[Collected data]
--------------------

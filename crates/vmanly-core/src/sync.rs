// ── Entity synchronizer ──
//
// Per entity: look it up by name; create it when absent; otherwise fetch
// its full body, convert it to name form, diff it against the desired
// body and update it when they differ. Updates that touch attached
// device templates can cascade into reattachment.

use serde::Serialize;
use serde_json::{Map, Value, json};
use strum::IntoEnumIterator;
use tracing::{debug, error, info, warn};
use vmanly_api::UpdateResponse;

use crate::context::SyncContext;
use crate::diff::{Change, diff};
use crate::error::CoreError;
use crate::model::entity::str_field;
use crate::model::{Document, Entity, EntityKind, Family};
use crate::resolve::Direction;

/// Knobs for an import run.
#[derive(Debug, Clone, Copy, Default, PartialEq, Eq)]
pub struct SyncOptions {
    /// Report what would change without writing.
    pub dry_run: bool,
    /// Allow updating entities that already exist.
    pub allow_update: bool,
    /// Reattach device templates affected by an update, and re-activate
    /// updated central policies that are active.
    pub push: bool,
    /// Continue with the next entity after a failure.
    pub keep_going: bool,
}

#[derive(Debug, Clone, Copy, PartialEq, Eq, Serialize)]
#[serde(rename_all = "lowercase")]
pub enum SyncAction {
    Create,
    Update,
}

/// A created or updated entity (or one that would be, in a dry run).
#[derive(Debug, Clone, Serialize)]
pub struct EntityChange {
    pub kind: EntityKind,
    pub name: String,
    #[serde(skip_serializing_if = "Option::is_none")]
    pub entity_type: Option<String>,
    pub action: SyncAction,
    pub changes: Vec<Change>,
    /// Whether the write was sent.
    pub applied: bool,
    /// Device templates the controller reported as affected.
    #[serde(skip_serializing_if = "Vec::is_empty")]
    pub affected_templates: Vec<String>,
    /// Device templates that were reattached.
    #[serde(skip_serializing_if = "Vec::is_empty")]
    pub reattached: Vec<String>,
    #[serde(skip_serializing_if = "std::ops::Not::not")]
    pub reactivated: bool,
}

#[derive(Debug)]
pub struct EntityFailure {
    pub kind: EntityKind,
    pub name: String,
    pub error: CoreError,
}

/// A failed entity sync. `landed` holds the update that reached the
/// controller before a follow-up (reattachment, re-activation) failed.
#[derive(Debug)]
struct EntitySyncError {
    error: CoreError,
    landed: Option<Box<EntityChange>>,
}

impl From<CoreError> for EntitySyncError {
    fn from(error: CoreError) -> Self {
        Self {
            error,
            landed: None,
        }
    }
}

/// Outcome of a document run.
#[derive(Debug, Default)]
pub struct SyncReport {
    pub changes: Vec<EntityChange>,
    /// Entities already matching their desired body.
    pub unchanged: usize,
    pub failures: Vec<EntityFailure>,
    /// The run stopped at the first failure.
    pub aborted: bool,
}

impl SyncReport {
    pub fn is_success(&self) -> bool {
        self.failures.is_empty()
    }

    pub fn created(&self) -> usize {
        self.count(SyncAction::Create)
    }

    pub fn updated(&self) -> usize {
        self.count(SyncAction::Update)
    }

    fn count(&self, action: SyncAction) -> usize {
        self.changes.iter().filter(|c| c.action == action).count()
    }
}

impl SyncContext {
    /// Sync every body of `document`, family by family in dependency
    /// order, bodies in document order. `only` restricts the kinds
    /// (empty means all).
    pub async fn sync_document(
        &self,
        document: &Document,
        only: &[EntityKind],
        options: SyncOptions,
    ) -> SyncReport {
        let mut report = SyncReport::default();
        let mut family: Option<Family> = None;

        for kind in EntityKind::iter() {
            if !only.is_empty() && !only.contains(&kind) {
                continue;
            }
            let bodies = document.section(kind);
            if bodies.is_empty() {
                continue;
            }
            if family != Some(kind.family()) {
                self.invalidate_all();
                family = Some(kind.family());
            }

            for desired in bodies {
                let name = body_name(kind, desired);
                match self.try_sync_entity(kind, desired, options).await {
                    Ok(Some(change)) => report.changes.push(change),
                    Ok(None) => report.unchanged += 1,
                    Err(EntitySyncError { error: e, landed }) => {
                        error!(%kind, name, error = %e, "sync failed");
                        if let Some(change) = landed {
                            report.changes.push(*change);
                        }
                        report.failures.push(EntityFailure {
                            kind,
                            name,
                            error: e,
                        });
                        if !options.keep_going {
                            report.aborted = true;
                            return report;
                        }
                    }
                }
            }
        }
        report
    }

    /// Sync one name-form body. `None` when the entity already matches.
    pub async fn sync_entity(
        &self,
        kind: EntityKind,
        desired: &Value,
        options: SyncOptions,
    ) -> Result<Option<EntityChange>, CoreError> {
        self.try_sync_entity(kind, desired, options)
            .await
            .map_err(|e| e.error)
    }

    async fn try_sync_entity(
        &self,
        kind: EntityKind,
        desired: &Value,
        options: SyncOptions,
    ) -> Result<Option<EntityChange>, EntitySyncError> {
        let Some(name) = str_field(desired, kind.name_field()) else {
            return Err(EntitySyncError::from(CoreError::Validation {
                message: format!(
                    "{} body has no '{}' field",
                    kind.label(),
                    kind.name_field()
                ),
            }));
        };
        let entity_type = str_field(desired, kind.type_field());
        let ignore = kind.ignored_fields();

        let Some(existing) = self.find(kind, entity_type, name).await? else {
            let changes = diff(&json!({}), desired, ignore)?;
            let mut change = EntityChange {
                kind,
                name: name.to_owned(),
                entity_type: entity_type.map(str::to_owned),
                action: SyncAction::Create,
                changes,
                applied: false,
                affected_templates: Vec::new(),
                reattached: Vec::new(),
                reactivated: false,
            };
            if options.dry_run {
                // References may point at entities this run would create
                // first, so the payload isn't resolved.
                return Ok(Some(change));
            }

            let mut payload = desired.clone();
            strip_field(&mut payload, kind.id_field());
            self.convert(kind, &mut payload, Direction::ToIds).await?;
            let created = self.create_entity(kind, entity_type, &payload).await?;
            self.invalidate(kind);
            info!(
                %kind,
                name,
                id = str_field(&created, kind.id_field()).unwrap_or_default(),
                "created"
            );
            change.applied = true;
            return Ok(Some(change));
        };

        let mut current = self.fetch_body(&existing).await?;
        self.convert(kind, &mut current, Direction::ToNames).await?;
        let mut wanted = desired.clone();
        if let Value::Object(map) = &mut wanted {
            carry_description(map, &current, kind.description_field());
        }
        let changes = diff(&current, &wanted, ignore)?;
        if changes.is_empty() {
            debug!(%kind, name, "unchanged");
            return Ok(None);
        }

        let mut change = EntityChange {
            kind,
            name: name.to_owned(),
            entity_type: entity_type.map(str::to_owned),
            action: SyncAction::Update,
            changes,
            applied: false,
            affected_templates: Vec::new(),
            reattached: Vec::new(),
            reactivated: false,
        };
        if options.dry_run {
            return Ok(Some(change));
        }
        if !options.allow_update {
            info!(%kind, name, "differs from controller; update not allowed");
            return Ok(Some(change));
        }

        // Resolved just before the write: in a dry run the references may
        // name entities the run only reported as created.
        let id = existing.id.to_string();
        let mut payload = wanted;
        self.convert(kind, &mut payload, Direction::ToIds).await?;
        if let Value::Object(map) = &mut payload {
            map.insert(kind.id_field().to_owned(), Value::String(id.clone()));
        }

        let response = self
            .update_entity(kind, entity_type, &id, &payload)
            .await?;
        self.invalidate(kind);
        info!(%kind, name, id, "updated");
        change.applied = true;
        change.affected_templates = response.master_templates_affected.clone();

        if let Err(error) = self
            .after_update(&existing, &response, options, &mut change)
            .await
        {
            return Err(EntitySyncError {
                error,
                landed: Some(Box::new(change)),
            });
        }
        Ok(Some(change))
    }

    /// Follow-up of a sent update: the cascade, then central policy
    /// re-activation.
    async fn after_update(
        &self,
        existing: &Entity,
        response: &UpdateResponse,
        options: SyncOptions,
        change: &mut EntityChange,
    ) -> Result<(), CoreError> {
        self.cascade(response, options, &mut change.reattached)
            .await?;

        if existing.kind == EntityKind::CentralPolicies && options.push && is_activated(existing) {
            info!(name = %existing.name, "re-activating central policy");
            let handle = self
                .client
                .activate_central_policy(&existing.id.to_string())
                .await?;
            self.wait_for_action(&handle.id).await?;
            change.reactivated = true;
        }
        Ok(())
    }

    /// Reattach the device templates an update affected (with push), then
    /// release the edit lock it took. The lock is released even when a
    /// reattachment fails; the first failure stops the remaining ones.
    async fn cascade(
        &self,
        response: &UpdateResponse,
        options: SyncOptions,
        reattached: &mut Vec<String>,
    ) -> Result<(), CoreError> {
        let affected = &response.master_templates_affected;
        let mut outcome = Ok(());

        if !affected.is_empty() {
            if options.push {
                for template_id in affected {
                    match self.reattach(template_id).await {
                        Ok(_) => reattached.push(template_id.clone()),
                        Err(e) => {
                            outcome = Err(e);
                            break;
                        }
                    }
                }
            } else {
                warn!(
                    templates = ?affected,
                    "device templates affected by this change were not pushed"
                );
            }
        }

        if let Some(process_id) = &response.process_id {
            if let Err(e) = self.client.release_template_lock(process_id).await {
                warn!(process_id, error = %e, "failed to release template lock");
                if outcome.is_ok() {
                    outcome = Err(e.into());
                }
            }
        }

        outcome
    }
}

fn body_name(kind: EntityKind, body: &Value) -> String {
    str_field(body, kind.name_field())
        .unwrap_or("<unnamed>")
        .to_owned()
}

fn strip_field(body: &mut Value, field: &str) {
    if let Value::Object(map) = body {
        map.remove(field);
    }
}

/// Keep the controller's description when the desired body has none.
fn carry_description(payload: &mut Map<String, Value>, current: &Value, field: &str) {
    if payload.contains_key(field) {
        return;
    }
    if let Some(description) = current.get(field) {
        payload.insert(field.to_owned(), description.clone());
    }
}

fn is_activated(entity: &Entity) -> bool {
    entity
        .body
        .get("isPolicyActivated")
        .and_then(Value::as_bool)
        .unwrap_or(false)
}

--------------------

* What is being asked
When you find a line in the records that contains the word "CoreError", copy it.

* Answer box
use crate::error::CoreError;
    pub error: CoreError,
    error: CoreError,
impl From<CoreError> for EntitySyncError {
    fn from(error: CoreError) -> Self {
    ) -> Result<Option<EntityChange>, CoreError> {
            return Err(EntitySyncError::from(CoreError::Validation {
    ) -> Result<(), CoreError> {
    ) -> Result<(), CoreError> {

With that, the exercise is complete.